Farmaci salva-vacanze, quali portare con sé in valigia

a cura di Giovanna Manna
data pubblicazione 20 Giu 2019 alle ore 6:19am

Mare o mantagna, città o campagna, Italia o estero – è importante non dimenticare mai di portare con sé in valigia i «farmaci salva-vacanza», quelli con il bollino rosso per cui non è necessaria la prescrizione medica.

Oltre a portare le medicine che eventualmente si stanno già assumendo, come ad esempio quelle per la pressione, per precauzione è sempre bene avere a portata di mano un «kit di automedicazione» a cui ricorre in caso di bisogno. Dai farmaci antiemetici, per chi soffre di mal d’auto o mal di mare, a lozioni emollienti, farmaci antipruriginosi e antinfiammatori locali per affrontare eventuali scottature o eritemi, molto comuni in estate.

Le creme per punture di insetti devono essere a base di antistaminici o di corticosteroidi, e ancora, analgesico, per alleviare un improvviso dolore di testa, o pomate anti-infiammatorie contro piccoli traumi in seguito a cadute, magari durante una partita di pallone, beach volley, o altra attività sportiva. E poi farmaci anti-diarroici contro uno dei disturbi che più comunemente che colpiscono i turisti e soprattutto in estate.

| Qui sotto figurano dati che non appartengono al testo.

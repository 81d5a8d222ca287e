//! Wager records, their state union and ledger transaction rows

use crate::error::{MatchmakingError, Result};
use crate::types::{MatchId, UserId, WagerId};
use chrono::{DateTime, Utc};
use serde::{Deserialize, Serialize};
use uuid::Uuid;

/// Basis-point denominator for the platform fee
pub const BPS_DENOMINATOR: u64 = 10_000;

/// Identity recorded as `settled_by` when a match result settles a wager
pub const SYSTEM_ACTOR: &str = "system";

#[derive(Debug, Clone, Copy, PartialEq, Eq, Hash, Serialize, Deserialize)]
#[serde(rename_all = "SCREAMING_SNAKE_CASE")]
pub enum WagerStatus {
    Waiting,
    Locked,
    Live,
    Finished,
    Cancelled,
    Disputed,
}

impl WagerStatus {
    pub fn as_str(&self) -> &'static str {
        match self {
            WagerStatus::Waiting => "WAITING",
            WagerStatus::Locked => "LOCKED",
            WagerStatus::Live => "LIVE",
            WagerStatus::Finished => "FINISHED",
            WagerStatus::Cancelled => "CANCELLED",
            WagerStatus::Disputed => "DISPUTED",
        }
    }
}

impl std::fmt::Display for WagerStatus {
    fn fmt(&self, f: &mut std::fmt::Formatter<'_>) -> std::fmt::Result {
        f.write_str(self.as_str())
    }
}

/// Funds one side has in escrow
#[derive(Debug, Clone, PartialEq, Eq, Serialize, Deserialize)]
pub struct Stake {
    pub user_id: UserId,
    pub locked: u64,
}

/// Payout of a finished wager
#[derive(Debug, Clone, PartialEq, Eq, Serialize, Deserialize)]
pub struct Payout {
    pub winner_id: UserId,
    pub loser_id: UserId,
    pub platform_fee: u64,
    pub winner_prize: u64,
    pub settled_at: DateTime<Utc>,
    pub settled_by: UserId,
}

#[derive(Debug, Clone, Copy, PartialEq, Eq, Serialize, Deserialize)]
#[serde(rename_all = "snake_case")]
pub enum CancelKind {
    /// Creator took back an unaccepted wager
    Withdrawn,
    /// Stakes returned after a cancelled match or by an operator
    Refunded,
}

#[derive(Debug, Clone, PartialEq, Eq, Serialize, Deserialize)]
#[serde(tag = "status", rename_all = "SCREAMING_SNAKE_CASE")]
pub enum WagerState {
    Waiting,
    Locked,
    Live,
    Finished(Payout),
    Cancelled {
        kind: CancelKind,
        at: DateTime<Utc>,
        by: UserId,
    },
    /// Stakes stay in escrow until an operator resolves the dispute
    Disputed {
        at: DateTime<Utc>,
        by: UserId,
        reason: String,
    },
}

impl WagerState {
    pub fn status(&self) -> WagerStatus {
        match self {
            WagerState::Waiting => WagerStatus::Waiting,
            WagerState::Locked => WagerStatus::Locked,
            WagerState::Live => WagerStatus::Live,
            WagerState::Finished(_) => WagerStatus::Finished,
            WagerState::Cancelled { .. } => WagerStatus::Cancelled,
            WagerState::Disputed { .. } => WagerStatus::Disputed,
        }
    }

    pub fn is_terminal(&self) -> bool {
        matches!(self, WagerState::Finished(_) | WagerState::Cancelled { .. })
    }
}

#[derive(Debug, Clone, PartialEq, Eq, Serialize, Deserialize)]
pub struct Wager {
    pub id: WagerId,
    pub creator: Stake,
    pub opponent: Option<Stake>,
    /// Stake required from each side
    pub amount: u64,
    pub apply_fee: bool,
    pub match_id: Option<MatchId>,
    pub state: WagerState,
    pub created_at: DateTime<Utc>,
}

impl Wager {
    pub fn status(&self) -> WagerStatus {
        self.state.status()
    }

    /// Everything currently held in escrow
    pub fn total_pot(&self) -> u64 {
        self.creator.locked + self.opponent.as_ref().map(|o| o.locked).unwrap_or(0)
    }

    pub fn opponent_id(&self) -> Option<&str> {
        self.opponent.as_ref().map(|o| o.user_id.as_str())
    }

    pub fn is_party(&self, user_id: &str) -> bool {
        self.creator.user_id == user_id || self.opponent_id() == Some(user_id)
    }

    /// The other side of a fully-locked wager
    pub fn counterpart(&self, user_id: &str) -> Option<&str> {
        let opponent = self.opponent_id()?;
        if self.creator.user_id == user_id {
            Some(opponent)
        } else if opponent == user_id {
            Some(self.creator.user_id.as_str())
        } else {
            None
        }
    }

    pub fn wrong_status(&self, expected: &str) -> MatchmakingError {
        MatchmakingError::InvalidWager {
            reason: format!(
                "wager {} is {}, expected {}",
                self.id,
                self.status(),
                expected
            ),
        }
    }

    /// `(fee, prize)` for the current pot. The two always add up to the pot.
    pub fn payout_split(&self, fee_bps: u64) -> Result<(u64, u64)> {
        let pot = self.total_pot();
        let fee = if self.apply_fee {
            (u128::from(pot) * u128::from(fee_bps) / u128::from(BPS_DENOMINATOR)) as u64
        } else {
            0
        };
        let prize = pot
            .checked_sub(fee)
            .ok_or_else(|| MatchmakingError::FinancialInvariant {
                reason: format!("fee {} exceeds pot {}", fee, pot),
            })?;
        Ok((fee, prize))
    }
}

#[derive(Debug, Clone, Copy, PartialEq, Eq, Hash, Serialize, Deserialize)]
#[serde(rename_all = "SCREAMING_SNAKE_CASE")]
pub enum TransactionKind {
    Lock,
    Unlock,
    Refund,
    Win,
}

impl TransactionKind {
    pub fn as_str(&self) -> &'static str {
        match self {
            TransactionKind::Lock => "LOCK",
            TransactionKind::Unlock => "UNLOCK",
            TransactionKind::Refund => "REFUND",
            TransactionKind::Win => "WIN",
        }
    }
}

/// Append-only ledger row. `balance_after - balance_before` equals the signed
/// amount.
#[derive(Debug, Clone, PartialEq, Eq, Serialize, Deserialize)]
pub struct WagerTransaction {
    pub id: Uuid,
    pub wager_id: WagerId,
    pub user_id: UserId,
    pub kind: TransactionKind,
    pub amount: u64,
    pub balance_before: u64,
    pub balance_after: u64,
    pub created_at: DateTime<Utc>,
}

impl WagerTransaction {
    pub fn signed_amount(&self) -> i128 {
        match self.kind {
            TransactionKind::Lock => -i128::from(self.amount),
            TransactionKind::Unlock | TransactionKind::Refund | TransactionKind::Win => {
                i128::from(self.amount)
            }
        }
    }
}

/// Platform revenue summary
#[derive(Debug, Clone, Default, PartialEq, Eq, Serialize, Deserialize)]
pub struct RevenueStats {
    pub total_fees: u64,
    pub settled_volume: u64,
    pub settled_wagers: u64,
    pub open_wagers: u64,
    pub cancelled_wagers: u64,
    pub disputed_wagers: u64,
}

/// Result of replaying one user's transactions
#[derive(Debug, Clone, PartialEq, Eq, Serialize, Deserialize)]
pub struct LedgerAudit {
    pub user_id: UserId,
    pub transactions: usize,
    pub net_change: i128,
    pub opening_balance: u64,
    pub balance: u64,
}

La lista completa dei «farmaci salva-vacanza» la si può trovare sul sito semplicementesalute.federchimica.it, curato da Assosalute, l’Associazione Nazionale farmaci di automedicazione. Ma per vivere in sicurezza e tranquillità in vacanza non basta poi fare incetta di medicine da buttare a casaccio in valigia. Bisogna innanzitutto saperle usare correttamente e fare attenzione a come si trasportano e conservano. Va ricordato che si tratta di medicine indicate solo per disturbi passeggeri, quindi da utilizzare solo per poco tempo e seguendo accurate indicazioni del foglietto illustrativo.